De gauche à droite : Lucas Ronis (Paul Kircher), Quentin Ronis (Vincent Lacoste) et Lilio Rosso (Erwan Kepoa Falé), dans « Le Lycéen », de Christophe Honoré.

Aux Etats-Unis, on appelle cela une « coming of age story », en France, un roman de formation, dont Goethe a fixé le canon, en 1796, avec Les Années d’apprentissage de Wilhelm Meister. Un succès non démenti a accueilli les hectolitres de romans, puis de films, qui se sont coulés depuis dans le genre, des plus tocards aux plus sentis. On aime toujours voir, comprendre, sentir ce qu’on a immanquablement manqué de voir, de comprendre et de sentir quand on l’a soi-même vécu. Ce fin moment de bascule entre l’enfance et la maturité qu’on appelle l’adolescence, ce passage insensible et secret où l’on ne sait pas encore que ce que l’on croit avoir gagné n’est que la conscience de notre propre perte. Ce pourquoi l’adolescence est elle-même une perte, sans doute la plus merveilleuse d’entre toutes, en ce qu’elle nous émancipe d’à peu près tout ce que la raison nous dicte de faire et de penser.

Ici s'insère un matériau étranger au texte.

#[test]
fn create_permission_request_layout() -> Result<()> {
    let peer: SocketAddr = "127.0.0.1:55616".parse()?;
    let credentials = TurnCredentials {
        username: "user1",
        realm: "localhost",
        nonce: "9jLBcjff3xrKRAES",
        key: b"secret",
    };

    let mut bytes = BytesMut::with_capacity(1280);
    create_permission_request(&mut bytes, &TRANSACTION_ID, peer, &credentials, None, true)?;

    let mut attributes = Attributes::default();
    let message = Message::decode(&bytes[..], &mut attributes)?;

    assert_eq!(message.method(), CREATE_PERMISSION_REQUEST);
    assert_eq!(message.get::<XorPeerAddress>(), Some(peer));
    assert_eq!(message.get::<UserName>(), Some("user1"));
    assert_eq!(message.get::<Realm>(), Some("localhost"));
    assert_eq!(message.get::<Nonce>(), Some("9jLBcjff3xrKRAES"));
    assert!(message.checksum(b"secret").is_ok());
    assert!(message.check_fingerprint().is_ok());

    Ok(())
}

#[test]
fn send_and_data_indications() -> Result<()> {
    let peer: SocketAddr = "127.0.0.1:55616".parse()?;

    let mut bytes = BytesMut::with_capacity(1280);
    send_indication(&mut bytes, &TRANSACTION_ID, peer, b"hello world", false)?;

    let mut attributes = Attributes::default();
    let message = Message::decode(&bytes[..], &mut attributes)?;

    assert_eq!(message.method(), SEND_INDICATION);
    assert_eq!(message.get::<XorPeerAddress>(), Some(peer));
    assert_eq!(message.get::<Data>(), Some(&b"hello world"[..]));

    let mut bytes = BytesMut::with_capacity(1280);
    data_indication(&mut bytes, &TRANSACTION_ID, peer, b"hello world", false)?;

    let mut attributes = Attributes::default();
    let message = Message::decode(&bytes[..], &mut attributes)?;

    assert_eq!(message.method(), DATA_INDICATION);
    assert_eq!(message.get::<Data>(), Some(&b"hello world"[..]));

    Ok(())
}

#[test]
fn attribute_round_trips() -> Result<()> {
    let v4: SocketAddr = "192.0.2.1:32853".parse()?;
    let v6: SocketAddr = "[2001:db8::42]:443".parse()?;

    let mut bytes = BytesMut::with_capacity(1280);
    let mut message = MessageEncoder::new(ALLOCATE_REQUEST, &TRANSACTION_ID, &mut bytes);

    message.append::<MappedAddress>(v4);
    message.append::<XorMappedAddress>(v4);
    message.append::<XorPeerAddress>(v6);
    message.append::<XorRelayedAddress>(v4);
    message.append::<AlternateServer>(v6);
    message.append::<UserName>("username");
    message.append::<Realm>("localhost");
    message.append::<Nonce>("UHm1hiE0jm9r9rGS");
    message.append::<Software>("software");
    message.append::<AlternateDomain>("stun.example.org");
    message.append::<ErrorCode>(ErrorCode::from(ErrorType::Unauthorized));
    message.append::<UnknownAttributes>(vec![0x0002, 0x0004]);
    message.append::<ChannelNumber>(0x4000);
    message.append::<Lifetime>(600);
    message.append::<RequestedTransport>(RequestedTransport::Udp);
    message.append::<RequestedAddressFamily>(IpFamily::V4);
    message.append::<AdditionalAddressFamily>(IpFamily::V6);
    message.append::<EvenPort>(true);
    message.append::<DontFragment>(());
    message.append::<ReservationToken>(0x0123_4567_89AB_CDEF);
    message.append::<Icmp>(Icmp {
        kind: 3,
        code: 1,
        data: 0xDEAD_BEEF,
    });
    message.append::<AddressErrorCode>(AddressErrorCode {
        family: IpFamily::V6,
        code: 440,
        message: "Address Family not Supported",
    });
    message.append::<PasswordAlgorithm>(PasswordAlgorithm::Sha256);
    message.append::<PasswordAlgorithms>(vec![
        PasswordAlgorithm::Md5,
        PasswordAlgorithm::Sha256,
    ]);
    message.append::<UserHash>(&[7u8; 32][..]);
    message.append::<Priority>(0x6E00_28FF);
    message.append::<UseCandidate>(());
    message.append::<IceControlled>(0x2249_DA28_2C6F_2EDB);
    message.append::<IceControlling>(0x1122_3344_5566_7788);
    message.append::<Data>(b"payload");

    message.flush(None)?;

    let mut attributes = Attributes::default();
    let message = Message::decode(&bytes[..], &mut attributes)?;

    assert_eq!(message.get::<MappedAddress>(), Some(v4));
    assert_eq!(message.get::<XorMappedAddress>(), Some(v4));
    assert_eq!(message.get::<XorPeerAddress>(), Some(v6));
    assert_eq!(message.get::<XorRelayedAddress>(), Some(v4));
    assert_eq!(message.get::<AlternateServer>(), Some(v6));
    assert_eq!(message.get::<UserName>(), Some("username"));
    assert_eq!(message.get::<Realm>(), Some("localhost"));
    assert_eq!(message.get::<Nonce>(), Some("UHm1hiE0jm9r9rGS"));
    assert_eq!(message.get::<Software>(), Some("software"));
    assert_eq!(message.get::<AlternateDomain>(), Some("stun.example.org"));
    assert_eq!(
        message.get::<ErrorCode>(),
        Some(ErrorCode::from(ErrorType::Unauthorized))
    );
    assert_eq!(
        message.get::<UnknownAttributes>(),
        Some(vec![0x0002, 0x0004])
    );
    assert_eq!(message.get::<ChannelNumber>(), Some(0x4000));
    assert_eq!(message.get::<Lifetime>(), Some(600));
    assert_eq!(
        message.get::<RequestedTransport>(),
        Some(RequestedTransport::Udp)
    );
    assert_eq!(message.get::<RequestedAddressFamily>(), Some(IpFamily::V4));
    assert_eq!(message.get::<AdditionalAddressFamily>(), Some(IpFamily::V6));
    assert_eq!(message.get::<EvenPort>(), Some(true));
    assert!(message.get::<DontFragment>().is_some());
    assert_eq!(message.get::<ReservationToken>(), Some(0x0123_4567_89AB_CDEF));
    assert_eq!(
        message.get::<Icmp>(),
        Some(Icmp {
            kind: 3,
            code: 1,
            data: 0xDEAD_BEEF,
        })
    );
    assert_eq!(
        message.get::<AddressErrorCode>().map(|it| (it.family, it.code)),
        Some((IpFamily::V6, 440))
    );
    assert_eq!(
        message.get::<PasswordAlgorithm>(),
        Some(PasswordAlgorithm::Sha256)
    );
    assert_eq!(
        message.get::<PasswordAlgorithms>(),
        Some(vec![PasswordAlgorithm::Md5, PasswordAlgorithm::Sha256])
    );
    assert_eq!(message.get::<UserHash>(), Some(&[7u8; 32][..]));
    assert_eq!(message.get::<Priority>(), Some(0x6E00_28FF));
    assert!(message.get::<UseCandidate>().is_some());
    assert_eq!(message.get::<IceControlled>(), Some(0x2249_DA28_2C6F_2EDB));
    assert_eq!(message.get::<IceControlling>(), Some(0x1122_3344_5566_7788));
    assert_eq!(message.get::<Data>(), Some(&b"payload"[..]));

    Ok(())
}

Le grand privilège des créateurs qui s’essaient au genre est de pouvoir, explicitement ou non, donner forme à ce moment de leur propre vie. Une sorte de seconde chance qui nous est à tous refusée, mais où il s’agit pour eux, redoutable défi, de ne pas rater l’évocation d’un si lointain soi-même. Avec Le Lycéen, Christophe Honoré a trouvé cette alchimie complexe qui dispense tout à la fois la naïveté et la profondeur, la force et la fragilité, propres à ce passage. Il le doit, bien sûr, à son talent, mais aussi à son jeune acteur, Paul Kircher, qui possède, sans se forcer et à un degré suprêmement cinégénique, ces vertus. Kircher ou la rencontre d’Oliver Twist et de Mick Jagger.

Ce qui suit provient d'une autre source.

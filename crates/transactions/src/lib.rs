//! ## STUN transaction tracking
//!
//! A STUN request and its response are correlated by the 96 bit
//! transaction id the client put on the wire. This crate owns that
//! bookkeeping for client style usages: every outgoing request gets a
//! fresh id bound to a caller supplied context, a response consumes the
//! record by id, and abandoned records age out in the background so the
//! table cannot grow without bound.
//!
//! The codec stays pure; this is the only stateful piece of the
//! workspace and the only one that spawns a thread.

use std::{
    sync::{Arc, Weak},
    thread,
    time::{Duration, Instant},
};

use ahash::{HashMap, HashMapExt};
use codec::message::generate_transaction_id;
use parking_lot::Mutex;

/// The 96 bit transaction id of a STUN message.
pub type TransactionId = [u8; 12];

/// The default time a pending transaction survives without being
/// consumed: 150 seconds.
pub const DEFAULT_INVALIDATION: Duration = Duration::from_micros(150_000_000);

#[derive(Debug, Clone, Copy)]
pub struct TransactionStoreOptions {
    /// How long a record stays reachable after insertion. The
    /// background scavenger also wakes at this interval, so a record
    /// disappears between one and two periods after it expired.
    pub invalidation: Duration,
}

impl Default for TransactionStoreOptions {
    fn default() -> Self {
        Self {
            invalidation: DEFAULT_INVALIDATION,
        }
    }
}

struct Record<T> {
    created: Instant,
    data: T,
}

/// Time indexed transaction id to context mapping.
///
/// The store owns its records but not the meaning of the contexts they
/// carry; whatever went in through [`TransactionStore::insert`] comes
/// back verbatim from [`TransactionStore::unset`]. A record is
/// consumed at most once: either the caller unset it or the scavenger
/// dropped it, never both.
///
/// # Test
///
/// ```
/// use stun_kit_transactions::TransactionStore;
///
/// let store = TransactionStore::new(Default::default());
///
/// let id = store.insert("pending binding");
/// assert_eq!(store.unset(&id), Some("pending binding"));
/// assert_eq!(store.unset(&id), None);
/// ```
pub struct TransactionStore<T> {
    transactions: Mutex<HashMap<TransactionId, Record<T>>>,
    invalidation: Duration,
}

impl<T: Send + 'static> TransactionStore<T> {
    /// Create a store and spawn its scavenger.
    ///
    /// The scavenger holds only a weak reference: dropping the last
    /// [`Arc`] drops every record and ends the thread on its next
    /// wakeup.
    pub fn new(options: TransactionStoreOptions) -> Arc<Self> {
        let this = Arc::new(Self {
            transactions: Mutex::new(HashMap::with_capacity(255)),
            invalidation: options.invalidation,
        });

        let this_ = Arc::downgrade(&this);
        thread::spawn(move || scavenger(this_, options.invalidation));

        this
    }
}

impl<T> TransactionStore<T> {
    /// Bind a context to a freshly generated transaction id and return
    /// the id for the caller to put on the wire.
    ///
    /// Generation does not check the table for an existing entry; with
    /// 96 bits of CSPRNG output a collision is not expected to happen,
    /// and if it does the older record is replaced under a warning.
    pub fn insert(&self, data: T) -> TransactionId {
        let id = generate_transaction_id();
        let record = Record {
            created: Instant::now(),
            data,
        };

        if self.transactions.lock().insert(id, record).is_some() {
            log::warn!("transaction id collision, replaced the pending record");
        }

        id
    }

    /// Atomically remove and return the context bound to the id.
    ///
    /// Returns `None` when the id was never inserted, was already
    /// consumed, or aged out.
    pub fn unset(&self, id: &TransactionId) -> Option<T> {
        self.transactions.lock().remove(id).map(|it| it.data)
    }

    /// The configured record lifetime.
    pub fn invalidation(&self) -> Duration {
        self.invalidation
    }

    /// Number of pending transactions.
    pub fn len(&self) -> usize {
        self.transactions.lock().len()
    }

    pub fn is_empty(&self) -> bool {
        self.transactions.lock().is_empty()
    }
}

// This is a background thread that silently drops transactions nobody
// consumed in time. Expired keys are collected first and removed in a
// second step, so the scan never observes its own structural changes.
fn scavenger<T>(store: Weak<TransactionStore<T>>, invalidation: Duration) {
    let mut expired = Vec::with_capacity(255);

    loop {
        thread::sleep(invalidation);

        let Some(store) = store.upgrade() else {
            break;
        };

        let now = Instant::now();
        let mut transactions = store.transactions.lock();

        expired.extend(
            transactions
                .iter()
                .filter(|(_, it)| now.duration_since(it.created) >= invalidation)
                .map(|(id, _)| *id),
        );

        for id in expired.drain(..) {
            transactions.remove(&id);
        }
    }
}

#[cfg(test)]
mod tests {
    use super::*;

    #[test]
    fn consume_before_expiry() {
        let store = TransactionStore::new(TransactionStoreOptions {
            invalidation: Duration::from_millis(100),
        });

        let context = Box::new(42u32);
        let id = store.insert(context);

        assert_eq!(store.unset(&id), Some(Box::new(42u32)));
        assert_eq!(store.unset(&id), None);
    }

    #[test]
    fn expire_when_abandoned() {
        let store = TransactionStore::new(TransactionStoreOptions {
            invalidation: Duration::from_millis(50),
        });

        let id = store.insert(());
        assert_eq!(store.len(), 1);

        // two full scavenger periods with margin.
        thread::sleep(Duration::from_millis(200));

        assert_eq!(store.unset(&id), None);
        assert!(store.is_empty());
    }

    #[test]
    fn ids_are_unique_per_insert() {
        let store = TransactionStore::new(Default::default());

        let a = store.insert(1);
        let b = store.insert(2);

        assert_ne!(a, b);
        assert_eq!(store.len(), 2);
    }
}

Tout commence à la montagne, dans la confusion d’un récit post-traumatique, énoncé face caméra par le personnage principal, qui ponctuera tout le film. Une mère (Juliette Binoche) enseignante ; un père (Christophe Honoré) prothésiste dentaire. Lucas (Paul Kircher), leur fils, vient d’apprendre qu’il devra désormais vivre sans ce dernier. Ultime souvenir d’une balade, sombrement annonciatrice, avec lui. En voiture sur la route. La sollicitude inquiète du père, l’insouciance rieuse du fils. Beaucoup de tendresse réciproque dans le ton, dans les regards. Le père qui se confie soudain, sur sa propre vie, sur les choix différents qui auraient pu être les siens s’il ne s’était pas laissé aller au lycée. Et puis, une berline qui les double sans visibilité, une autre voiture qui débouche en face et qui l’oblige à se rabattre, contraignant le père à la sortie de route. Ce geste de protection avec le bras sur le torse de son fils, puis l’embourbement dans ce qui n’est, par chance, qu’une friche dépourvue du moindre obstacle.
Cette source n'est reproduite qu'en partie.